COMMENTARY: Men have higher suicide death rates but women are treated for attempted suicide more often than men; for example, in 2009, females were involved in 3 out of 5 ED visits for drug-related suicide attempts. While the misuse and abuse of opioid analgesics has garnered much attention these days, suicide attempts involving these agents may relate to another epidemic — the undertreatment or mistreatment of pain.

A grim reality is that patients with chronic pain often stockpile prescribed opioid pain relievers for use if they cannot continue to access adequate pain care. This may be a special concern in aging persons with intractable pain, who have diminished quality of life, are depressed, and have lost hope of any recovery. They well know that opioids — and a host of other potent drugs they may have on hand — can be used for suicide. In this regard, efforts to further control prescribing and restrict access to opioids may be ultimately misguided; in fact, the suicide “epidemic” might be exacerbated due to more limited access to adequate pain care and increasing incidences of unrelieved chronic pain in all age groups.
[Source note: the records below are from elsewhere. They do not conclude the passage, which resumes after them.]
//! Errors and recoverable warnings.

/// Fatal codec errors.
#[derive(Debug, Clone, PartialEq, Eq, thiserror::Error)]
pub enum Error {
    /// An entity passed to `unparse` reaches past the end of the text.
    #[error("entity at offset {offset} with length {length} exceeds text of {text_len} UTF-16 units")]
    InvalidEntity {
        offset: u32,
        length: u32,
        text_len: usize,
    },

    /// A dialect name that does not match any known dialect.
    #[error("unknown dialect: {0}")]
    UnknownDialect(String),
}

pub type Result<T> = std::result::Result<T, Error>;

/// Malformed markup that was recovered from.
///
/// Parsing never fails on these; the output is best-effort and each
/// warning is also logged through `tracing`.
#[derive(Debug, Clone, PartialEq, Eq, thiserror::Error)]
pub enum Warning {
    /// A closing tag with no matching open tag. Position is 1-based.
    #[error("unmatched closing tag </{tag}> at line {line}:{column}")]
    UnmatchedClosingTag {
        tag: String,
        line: usize,
        column: usize,
    },

    /// Tags still open at end of input; their entities were dropped.
    #[error("unclosed tag <{tag}> (x{count})")]
    UnclosedTag { tag: String, count: usize },

    /// A delimiter with no closing counterpart, kept as literal text.
    /// `offset` is in UTF-16 units of the text at the time of the scan.
    #[error("unmatched delimiter {delimiter:?} at offset {offset}")]
    UnmatchedDelimiter { delimiter: String, offset: usize },

    /// A custom emoji whose document id is not an integer.
    #[error("invalid custom emoji id {0:?}")]
    InvalidEmojiId(String),

    /// An expandable quote block opened on `line` (1-based) and never closed.
    #[error("expandable quote opened at line {line} is never closed")]
    UnterminatedQuote { line: usize },

    /// Open tag ignored because too many entities were already open.
    #[error("too many open tags, ignoring <{tag}>")]
    TooManyOpenTags { tag: String },
}

/// Collects warnings for one parse call and logs each as it arrives.
#[derive(Debug, Default)]
pub(crate) struct Diagnostics {
    warnings: Vec<Warning>,
}

impl Diagnostics {
    pub(crate) fn new() -> Self {
        Self::default()
    }

    pub(crate) fn warn(&mut self, warning: Warning) {
        tracing::warn!(%warning, "recovered from malformed markup");
        self.warnings.push(warning);
    }

    pub(crate) fn into_warnings(self) -> Vec<Warning> {
        self.warnings
    }
}
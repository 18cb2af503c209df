//! Property: re-rendering a parsed document and parsing it again yields the
//! same text and the same set of entities.

use std::cmp::Reverse;

use entityfmt::{Dialect, FormattedText, TextEntity};
use proptest::prelude::*;

/// Words free of markup characters, with some non-ASCII content.
fn word() -> impl Strategy<Value = String> {
    prop::collection::vec(
        prop_oneof![
            Just("a"),
            Just("Z"),
            Just("7"),
            Just("é"),
            Just("😀"),
            Just("ü"),
            Just("q"),
        ],
        1..6,
    )
    .prop_map(|parts| parts.concat())
}

/// One word with an optional innermost leaf span (by index into a
/// dialect's leaf table, 0 for none), up to two wrappers around it, and
/// whether it is glued to the previous segment without a space.
#[derive(Debug, Clone)]
struct Segment {
    word: String,
    leaf: usize,
    wrappers: Vec<usize>,
    glued: bool,
}

fn segments() -> impl Strategy<Value = Vec<Segment>> {
    prop::collection::vec(
        (word(), 0usize..7, prop::collection::vec(0usize..5, 0..3), any::<bool>()).prop_map(
            |(word, leaf, wrappers, glued)| Segment {
                word,
                leaf,
                wrappers,
                glued,
            },
        ),
        1..8,
    )
}

/// Markup for each dialect: leaf spans (code, pre, links) and symmetric
/// wrappers.
trait Syntax {
    fn leaf(word: &str, leaf: usize) -> String;
    fn wrap(inner: &str, wrapper: usize) -> String;
}

fn build<S: Syntax>(segments: &[Segment]) -> String {
    let mut out = String::new();
    for (i, segment) in segments.iter().enumerate() {
        if i > 0 && !segment.glued {
            out.push(' ');
        }
        let mut seen = Vec::new();
        let mut markup = S::leaf(&segment.word, segment.leaf);
        for &w in &segment.wrappers {
            if !seen.contains(&w) {
                seen.push(w);
                markup = S::wrap(&markup, w);
            }
        }
        out.push_str(&markup);
    }
    out
}

struct Markdown;

impl Syntax for Markdown {
    fn leaf(word: &str, leaf: usize) -> String {
        match leaf {
            1 => format!("`{word}`"),
            2 => format!("```\n{word}\n```"),
            3 => format!("```py\n{word}\n```"),
            4 => format!("[{word}](http://e.com/{})", word.len()),
            5 => format!("[{word}](emoji/{})", word.len()),
            _ => word.to_owned(),
        }
    }

    fn wrap(inner: &str, wrapper: usize) -> String {
        let token = ["**", "__", "~~", "||", "^^"][wrapper];
        format!("{token}{inner}{token}")
    }
}

struct Html;

impl Syntax for Html {
    fn leaf(word: &str, leaf: usize) -> String {
        match leaf {
            1 => format!("<code>{word}</code>"),
            2 => format!("<pre>{word}</pre>"),
            3 => format!("<pre language=\"py\">{word}</pre>"),
            4 => format!("<a href=\"http://e.com/{}\">{word}</a>", word.len()),
            5 => format!("<emoji document_id=\"{}\">{word}</emoji>", word.len()),
            6 => format!("<a href=\"tg://user?id={}\">{word}</a>", word.len()),
            _ => word.to_owned(),
        }
    }

    fn wrap(inner: &str, wrapper: usize) -> String {
        let tag = ["b", "i", "u", "s", "spoiler"][wrapper];
        format!("<{tag}>{inner}</{tag}>")
    }
}

struct MarkdownV2;

impl Syntax for MarkdownV2 {
    fn leaf(word: &str, leaf: usize) -> String {
        match leaf {
            1 => format!("`{word}`"),
            2 => format!("```\n{word}\n```"),
            3 => format!("```py\n{word}\n```"),
            4 => format!("[{word}](http://e.com/{})", word.len()),
            5 => format!("![{word}](tg://emoji?id={})", word.len()),
            6 => format!("[{word}](tg://user?id={})", word.len()),
            _ => word.to_owned(),
        }
    }

    fn wrap(inner: &str, wrapper: usize) -> String {
        let token = ["**", "__", "--", "~~", "||"][wrapper];
        format!("{token}{inner}{token}")
    }
}

/// Entities in a canonical order, so reordering of identical spans does not
/// count as a difference.
fn normalized(doc: FormattedText) -> (String, Vec<TextEntity>) {
    let mut entities = doc.entities;
    entities.sort_by_key(|e| (e.offset, Reverse(e.length), format!("{:?}", e.kind)));
    (doc.text, entities)
}

fn assert_roundtrip(markup: &str, dialect: Dialect) -> Result<(), TestCaseError> {
    let first = entityfmt::parse(markup, dialect);
    let rendered = entityfmt::unparse(&first.text, &first.entities, dialect)
        .map_err(|e| TestCaseError::fail(e.to_string()))?;
    let second = entityfmt::parse(&rendered, dialect);
    prop_assert_eq!(
        normalized(second),
        normalized(first),
        "markup: {:?}, rendered: {:?}",
        markup,
        rendered
    );
    Ok(())
}

proptest! {
    #[test]
    fn prop_markdown_roundtrip(segments in segments()) {
        assert_roundtrip(&build::<Markdown>(&segments), Dialect::Markdown)?;
    }

    #[test]
    fn prop_html_roundtrip(segments in segments()) {
        assert_roundtrip(&build::<Html>(&segments), Dialect::Html)?;
    }

    #[test]
    fn prop_markdown_v2_roundtrip(segments in segments()) {
        assert_roundtrip(&build::<MarkdownV2>(&segments), Dialect::MarkdownV2)?;
    }

    #[test]
    fn prop_parse_never_panics(markup in "[a-z*_~|`\\[\\]()<>/!^&\n 😀-]{0,40}") {
        for dialect in [Dialect::Markdown, Dialect::Html, Dialect::MarkdownV2] {
            let doc = entityfmt::parse(&markup, dialect);
            let len = doc.text.encode_utf16().count() as u32;
            prop_assert!(doc.entities.iter().all(|e| e.offset + e.length <= len));
        }
    }
}

#[test]
fn test_fixed_examples_roundtrip() {
    for (markup, dialect) in [
        ("**a __b__ c** [d](http://e.com)", Dialect::Markdown),
        ("```py\nprint(1)\n```", Dialect::Markdown),
        ("<b>a<i>b</i></b>c", Dialect::Html),
        ("<blockquote>q <code>c</code></blockquote> t", Dialect::Html),
        (">> a\n>> **b**\nc", Dialect::MarkdownV2),
        ("^^ x\ny!^^\nz", Dialect::MarkdownV2),
        ("`a`**b**", Dialect::Markdown),
        ("**a**`b`", Dialect::Markdown),
        ("```py\na\n```**b**", Dialect::Markdown),
        ("`a`**b**", Dialect::MarkdownV2),
        ("```py\na\n```**b**", Dialect::MarkdownV2),
        ("<code>a</code><b>b</b>", Dialect::Html),
    ] {
        assert_roundtrip(markup, dialect).unwrap();
    }
}
//! HTML rendering.
//!
//! Entities are rendered as a properly nested tag tree. The walk keeps an
//! explicit stack of open tags instead of recursing, so deep nesting cannot
//! overflow the call stack.

use std::cmp::Reverse;

use smallvec::SmallVec;

use crate::entity::{self, EntityKind, TextEntity};
use crate::error::Result;
use crate::utf16;

use super::{HtmlDialect, HtmlTag, HtmlWriter};

/// Render text and entities as HTML markup.
///
/// An entity that starts inside another but extends past its end is split
/// at the parent's end, so the output is always well-formed.
///
/// # Example
/// ```
/// use entityfmt::html::{self, HtmlDialect};
/// use entityfmt::{EntityKind, TextEntity};
///
/// let entities = [TextEntity::new(0, 5, EntityKind::Bold)];
/// let out = html::unparse("a < b", &entities, &HtmlDialect::default()).unwrap();
/// assert_eq!(out, "<b>a &lt; b</b>");
/// ```
pub fn unparse(text: &str, entities: &[TextEntity], dialect: &HtmlDialect) -> Result<String> {
    if text.is_empty() || entities.is_empty() {
        return Ok(text.to_owned());
    }

    let units = utf16::to_offset_space(text);
    entity::validate_bounds(entities, units.len())?;

    let mut pending: Vec<TextEntity> = entities
        .iter()
        .filter(|e| e.length > 0)
        .filter(|e| {
            let known = dialect.name_for(HtmlTag::for_kind(&e.kind)).is_some();
            if !known {
                tracing::trace!(kind = e.kind.name(), "no html tag for entity, skipping");
            }
            known
        })
        .cloned()
        .collect();
    entity::sort_entities(&mut pending);

    let mut out = TextRuns::new(&units);
    let mut stack: SmallVec<[(usize, &str); 8]> = SmallVec::new();

    let mut idx = 0;
    while idx < pending.len() {
        let entity = pending[idx].clone();
        idx += 1;
        let start = entity.offset_usize();

        while let Some(&(end, name)) = stack.last() {
            if end > start {
                break;
            }
            out.text_to(end);
            out.writer.close_tag(name);
            stack.pop();
        }

        let mut end = entity.end_usize();
        if let Some(&(parent_end, _)) = stack.last() {
            if end > parent_end {
                let rest = TextEntity::new(
                    parent_end as u32,
                    (end - parent_end) as u32,
                    entity.kind.clone(),
                );
                let key = (rest.offset, Reverse(rest.length));
                let at = idx + pending[idx..].partition_point(|e| (e.offset, Reverse(e.length)) <= key);
                pending.insert(at, rest);
                end = parent_end;
            }
        }

        let Some(name) = dialect.name_for(HtmlTag::for_kind(&entity.kind)) else {
            continue;
        };
        out.text_to(start);
        write_open_tag(&mut out.writer, name, &entity.kind, dialect);
        stack.push((end, name));
    }

    while let Some((end, name)) = stack.pop() {
        out.text_to(end);
        out.writer.close_tag(name);
    }
    out.text_to(units.len());

    Ok(out.writer.into_string())
}

fn write_open_tag(writer: &mut HtmlWriter, name: &str, kind: &EntityKind, dialect: &HtmlDialect) {
    writer.open_tag_start(name);
    match kind {
        EntityKind::Pre { language } if !language.is_empty() => writer.attr("language", language),
        EntityKind::TextUrl { url } => writer.attr("href", url),
        EntityKind::MentionName { user_id } => writer.attr("href", &dialect.mention_url(*user_id)),
        EntityKind::CustomEmoji { document_id } => writer.attr_i64("document_id", *document_id),
        EntityKind::Blockquote { collapsed: true } => writer.flag("expandable"),
        _ => {}
    }
    writer.open_tag_end();
}

/// Escaped text output that tracks how far into the text it has written.
struct TextRuns<'u> {
    units: &'u [u16],
    written: usize,
    writer: HtmlWriter,
}

impl<'u> TextRuns<'u> {
    fn new(units: &'u [u16]) -> Self {
        Self {
            units,
            written: 0,
            writer: HtmlWriter::with_capacity_for(units.len()),
        }
    }

    /// Write the text up to unit `pos`, never stopping inside a pair.
    fn text_to(&mut self, pos: usize) {
        let pos = utf16::nudge_out_of_surrogate(self.units, pos);
        if pos > self.written {
            let run = utf16::from_offset_space(&self.units[self.written..pos]);
            self.writer.write_escaped_text(&run);
            self.written = pos;
        }
    }
}
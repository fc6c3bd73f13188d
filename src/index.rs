//! # Inverted index (§3, §4.4)
//!
//! Maps a predicate id to the set of combination ids that require it,
//! backed by a compressed roaring bitmap per predicate rather than a
//! plain `Vec<u32>` — combination ids are dense and predicates are
//! frequently shared across thousands of combinations, which is exactly
//! roaring's sweet spot.

use roaring::RoaringBitmap;
use std::collections::HashMap;

#[derive(Debug, Default)]
pub struct InvertedIndex {
    by_predicate: HashMap<u32, RoaringBitmap>,
}

impl InvertedIndex {
    pub fn new() -> Self {
        Self::default()
    }

    pub fn insert(&mut self, predicate_id: u32, combination_id: u32) {
        self.by_predicate
            .entry(predicate_id)
            .or_default()
            .insert(combination_id);
    }

    pub fn combinations_for(&self, predicate_id: u32) -> Option<&RoaringBitmap> {
        self.by_predicate.get(&predicate_id)
    }

    pub fn predicate_count(&self) -> usize {
        self.by_predicate.len()
    }
}

#[cfg(test)]
mod tests {
    use super::*;

    #[test]
    fn insert_and_lookup_round_trip() {
        let mut index = InvertedIndex::new();
        index.insert(1, 10);
        index.insert(1, 20);
        index.insert(2, 10);

        let combos = index.combinations_for(1).unwrap();
        assert!(combos.contains(10));
        assert!(combos.contains(20));
        assert!(!combos.contains(30));
    }

    #[test]
    fn unknown_predicate_has_no_combinations() {
        let index = InvertedIndex::new();
        assert!(index.combinations_for(99).is_none());
    }
}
In a news release, Pamela S. Hyde, JD, SAMHSA Administrator said, “The steep rise in abuse of narcotic pain relievers by women is extremely dangerous and we are now seeing the result of this public health crisis in our emergency rooms. Emergency rooms should not be the frontline in our efforts to intervene. Friends, family and all members of the community must do everything possible to help identify women who may be in crisis and do everything possible to reach out and get them needed help.”

Indeed, we have previously advocated for greater involvement by communities and families in addressing substance misuse, abuse, and diversion problems. And, this certainly also applies to suicide prevention. However, we also have questioned what the government is doing to help; other than their providing a variety of surveys and data, often out-of-date, that sound alarms about escalating troubles, and then looking for ways to curtail access to vital, albeit potentially harmful, medications. New mandates coming from federal and state agencies requiring practitioner education on the prescribing of opioids, and some limiting amounts that can be prescribed, are unlikely to address the suicide issues.

In fair balance, we must note that SAMHSA has funded a National Suicide Prevention Lifeline (1-800-273-TALK [8255]) that can be called for round-the-clock, immediate assistance anywhere in the U.S. Perhaps, other countries have a similar resource available, since the “epidemic” of suicides most likely related to unresolved pain is certainly not exclusively an American tragedy. In fact, one study in Canada spanning 14 years found that nearly a quarter of fatal overdoses involving opioids were suicides [see UPDATE here].

REFERENCE: SAMHSA. DAWN Report. Trends in Emergency Department Visits for Drug-Related Suicide Attempts among Females: 2005-2009. 2011(May 12) [PDF available here].